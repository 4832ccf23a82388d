//! # Proof System Trait (Sealed)
//!
//! The core abstraction for proof backends. The trait is sealed: only
//! implementations defined within `chaintrain-zkp` can exist, so the registry
//! never accepts a proof type it does not know how to verify.
//!
//! Proof generation is CPU-bound and may run for a long time on large
//! datasets. [`ProveContext`] lets the caller observe progress and cancel a
//! proof in flight; backends poll it between units of work.

use serde::{de::DeserializeOwned, Serialize};
use thiserror::Error;

/// Error during proof generation.
#[derive(Error, Debug, Clone, PartialEq, Eq)]
pub enum ProofError {
    /// The circuit inputs are invalid or inconsistent.
    #[error("invalid circuit inputs: {0}")]
    InvalidInputs(String),
    /// A chunk has no storage acknowledgement; proving is refused.
    #[error("chunk {index} has no storage acknowledgement")]
    MissingAcknowledgement {
        /// Index of the unacknowledged chunk.
        index: u64,
    },
    /// The caller cancelled proof generation.
    #[error("proof generation cancelled")]
    Cancelled,
    /// Proof generation failed internally.
    #[error("proof generation failed: {0}")]
    GenerationFailed(String),
}

/// Error during proof verification.
#[derive(Error, Debug, Clone, PartialEq, Eq)]
pub enum VerifyError {
    /// The proof or public inputs are structurally malformed.
    #[error("malformed proof: {0}")]
    MalformedProof(String),
    /// The proof is well-formed but does not verify.
    #[error("proof verification failed: {0}")]
    VerificationFailed(String),
}

mod private {
    pub trait Sealed {}
}

fn never_cancelled() -> bool {
    false
}

fn ignore_progress(_: u8) {}

/// Progress and cancellation hooks for a running prover.
pub struct ProveContext<'a> {
    cancelled: &'a (dyn Fn() -> bool + Sync),
    progress: &'a (dyn Fn(u8) + Sync),
}

impl<'a> ProveContext<'a> {
    /// Build a context from a cancellation probe and a progress sink
    /// receiving percentages in `0..=100`.
    pub fn new(
        cancelled: &'a (dyn Fn() -> bool + Sync),
        progress: &'a (dyn Fn(u8) + Sync),
    ) -> Self {
        Self { cancelled, progress }
    }

    /// A context that never cancels and discards progress.
    pub fn detached() -> ProveContext<'static> {
        ProveContext {
            cancelled: &never_cancelled,
            progress: &ignore_progress,
        }
    }

    /// Return `Err(Cancelled)` if the caller has cancelled.
    pub fn checkpoint(&self) -> Result<(), ProofError> {
        if (self.cancelled)() {
            return Err(ProofError::Cancelled);
        }
        Ok(())
    }

    /// Report progress, clamped to 100.
    pub fn report(&self, percent: u8) {
        (self.progress)(percent.min(100));
    }
}

impl std::fmt::Debug for ProveContext<'_> {
    fn fmt(&self, f: &mut std::fmt::Formatter<'_>) -> std::fmt::Result {
        f.debug_struct("ProveContext").finish_non_exhaustive()
    }
}

/// Sealed interface for a proof system.
///
/// - **`Proof`**: the artifact produced by `prove()`, serializable so it can
///   be stored as a proof record.
/// - **`VerifyingKey`** / **`ProvingKey`**: key material; unit types for the
///   transparent backends.
/// - **`Circuit`**: the statement plus witness.
pub trait ProofSystem: private::Sealed + Send + Sync {
    /// The proof type produced by this system.
    type Proof: Serialize + DeserializeOwned + Clone + std::fmt::Debug;
    /// The verifying key type.
    type VerifyingKey: Clone;
    /// The proving key type.
    type ProvingKey;
    /// The circuit type that defines the proof statement.
    type Circuit;

    /// Generate a proof.
    ///
    /// # Errors
    ///
    /// [`ProofError::InvalidInputs`] or [`ProofError::MissingAcknowledgement`]
    /// when the circuit is unsatisfiable, [`ProofError::Cancelled`] when the
    /// context is cancelled.
    fn prove(
        &self,
        pk: &Self::ProvingKey,
        circuit: &Self::Circuit,
        ctx: &ProveContext<'_>,
    ) -> Result<Self::Proof, ProofError>;

    /// Verify a proof against the canonical bytes of its public statement.
    ///
    /// `Ok(false)` means well-formed but invalid.
    fn verify(
        &self,
        vk: &Self::VerifyingKey,
        proof: &Self::Proof,
        public_inputs: &[u8],
    ) -> Result<bool, VerifyError>;
}

impl private::Sealed for crate::commitment::CommitmentProofSystem {}
impl private::Sealed for crate::dataset::SampledMerkleProofSystem {}

#[cfg(test)]
mod tests {
    use super::*;
    use std::sync::atomic::{AtomicBool, AtomicU8, Ordering};

    #[test]
    fn detached_context_never_cancels() {
        let ctx = ProveContext::detached();
        assert!(ctx.checkpoint().is_ok());
        ctx.report(50);
    }

    #[test]
    fn cancellation_is_observed() {
        let flag = AtomicBool::new(false);
        let cancelled = || flag.load(Ordering::SeqCst);
        let progress = |_: u8| {};
        let ctx = ProveContext::new(&cancelled, &progress);
        assert!(ctx.checkpoint().is_ok());
        flag.store(true, Ordering::SeqCst);
        assert_eq!(ctx.checkpoint(), Err(ProofError::Cancelled));
    }

    #[test]
    fn progress_is_clamped() {
        let last = AtomicU8::new(0);
        let cancelled = || false;
        let progress = |p: u8| last.store(p, Ordering::SeqCst);
        let ctx = ProveContext::new(&cancelled, &progress);
        ctx.report(250);
        assert_eq!(last.load(Ordering::SeqCst), 100);
    }

    #[test]
    fn error_display() {
        assert_eq!(
            ProofError::MissingAcknowledgement { index: 3 }.to_string(),
            "chunk 3 has no storage acknowledgement"
        );
        assert!(VerifyError::MalformedProof("x".into()).to_string().contains("malformed"));
    }
}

|---|

[WORK TO COMPLETE] Copy every record above exactly as it is.

[ANSWER AREA]
repository 4832ccf23a82388d
//! # Proof System Trait (Sealed)
//!
//! The core abstraction for proof backends. The trait is sealed: only
//! implementations defined within `chaintrain-zkp` can exist, so the registry
//! never accepts a proof type it does not know how to verify.
//!
//! Proof generation is CPU-bound and may run for a long time on large
//! datasets. [`ProveContext`] lets the caller observe progress and cancel a
//! proof in flight; backends poll it between units of work.

use serde::{de::DeserializeOwned, Serialize};
use thiserror::Error;

/// Error during proof generation.
#[derive(Error, Debug, Clone, PartialEq, Eq)]
pub enum ProofError {
    /// The circuit inputs are invalid or inconsistent.
    #[error("invalid circuit inputs: {0}")]
    InvalidInputs(String),
    /// A chunk has no storage acknowledgement; proving is refused.
    #[error("chunk {index} has no storage acknowledgement")]
    MissingAcknowledgement {
        /// Index of the unacknowledged chunk.
        index: u64,
    },
    /// The caller cancelled proof generation.
    #[error("proof generation cancelled")]
    Cancelled,
    /// Proof generation failed internally.
    #[error("proof generation failed: {0}")]
    GenerationFailed(String),
}

/// Error during proof verification.
#[derive(Error, Debug, Clone, PartialEq, Eq)]
pub enum VerifyError {
    /// The proof or public inputs are structurally malformed.
    #[error("malformed proof: {0}")]
    MalformedProof(String),
    /// The proof is well-formed but does not verify.
    #[error("proof verification failed: {0}")]
    VerificationFailed(String),
}

mod private {
    pub trait Sealed {}
}

fn never_cancelled() -> bool {
    false
}

fn ignore_progress(_: u8) {}

/// Progress and cancellation hooks for a running prover.
pub struct ProveContext<'a> {
    cancelled: &'a (dyn Fn() -> bool + Sync),
    progress: &'a (dyn Fn(u8) + Sync),
}

impl<'a> ProveContext<'a> {
    /// Build a context from a cancellation probe and a progress sink
    /// receiving percentages in `0..=100`.
    pub fn new(
        cancelled: &'a (dyn Fn() -> bool + Sync),
        progress: &'a (dyn Fn(u8) + Sync),
    ) -> Self {
        Self { cancelled, progress }
    }

    /// A context that never cancels and discards progress.
    pub fn detached() -> ProveContext<'static> {
        ProveContext {
            cancelled: &never_cancelled,
            progress: &ignore_progress,
        }
    }

    /// Return `Err(Cancelled)` if the caller has cancelled.
    pub fn checkpoint(&self) -> Result<(), ProofError> {
        if (self.cancelled)() {
            return Err(ProofError::Cancelled);
        }
        Ok(())
    }

    /// Report progress, clamped to 100.
    pub fn report(&self, percent: u8) {
        (self.progress)(percent.min(100));
    }
}

impl std::fmt::Debug for ProveContext<'_> {
    fn fmt(&self, f: &mut std::fmt::Formatter<'_>) -> std::fmt::Result {
        f.debug_struct("ProveContext").finish_non_exhaustive()
    }
}

/// Sealed interface for a proof system.
///
/// - **`Proof`**: the artifact produced by `prove()`, serializable so it can
///   be stored as a proof record.
/// - **`VerifyingKey`** / **`ProvingKey`**: key material; unit types for the
///   transparent backends.
/// - **`Circuit`**: the statement plus witness.
pub trait ProofSystem: private::Sealed + Send + Sync {
    /// The proof type produced by this system.
    type Proof: Serialize + DeserializeOwned + Clone + std::fmt::Debug;
    /// The verifying key type.
    type VerifyingKey: Clone;
    /// The proving key type.
    type ProvingKey;
    /// The circuit type that defines the proof statement.
    type Circuit;

    /// Generate a proof.
    ///
    /// # Errors
    ///
    /// [`ProofError::InvalidInputs`] or [`ProofError::MissingAcknowledgement`]
    /// when the circuit is unsatisfiable, [`ProofError::Cancelled`] when the
    /// context is cancelled.
    fn prove(
        &self,
        pk: &Self::ProvingKey,
        circuit: &Self::Circuit,
        ctx: &ProveContext<'_>,
    ) -> Result<Self::Proof, ProofError>;

    /// Verify a proof against the canonical bytes of its public statement.
    ///
    /// `Ok(false)` means well-formed but invalid.
    fn verify(
        &self,
        vk: &Self::VerifyingKey,
        proof: &Self::Proof,
        public_inputs: &[u8],
    ) -> Result<bool, VerifyError>;
}

impl private::Sealed for crate::commitment::CommitmentProofSystem {}
impl private::Sealed for crate::dataset::SampledMerkleProofSystem {}

#[cfg(test)]
mod tests {
    use super::*;
    use std::sync::atomic::{AtomicBool, AtomicU8, Ordering};

    #[test]
    fn detached_context_never_cancels() {
        let ctx = ProveContext::detached();
        assert!(ctx.checkpoint().is_ok());
        ctx.report(50);
    }

    #[test]
    fn cancellation_is_observed() {
        let flag = AtomicBool::new(false);
        let cancelled = || flag.load(Ordering::SeqCst);
        let progress = |_: u8| {};
        let ctx = ProveContext::new(&cancelled, &progress);
        assert!(ctx.checkpoint().is_ok());
        flag.store(true, Ordering::SeqCst);
        assert_eq!(ctx.checkpoint(), Err(ProofError::Cancelled));
    }

    #[test]
    fn progress_is_clamped() {
        let last = AtomicU8::new(0);
        let cancelled = || false;
        let progress = |p: u8| last.store(p, Ordering::SeqCst);
        let ctx = ProveContext::new(&cancelled, &progress);
        ctx.report(250);
        assert_eq!(last.load(Ordering::SeqCst), 100);
    }

    #[test]
    fn error_display() {
        assert_eq!(
            ProofError::MissingAcknowledgement { index: 3 }.to_string(),
            "chunk 3 has no storage acknowledgement"
        );
        assert!(VerifyError::MalformedProof("x".into()).to_string().contains("malformed"));
    }
}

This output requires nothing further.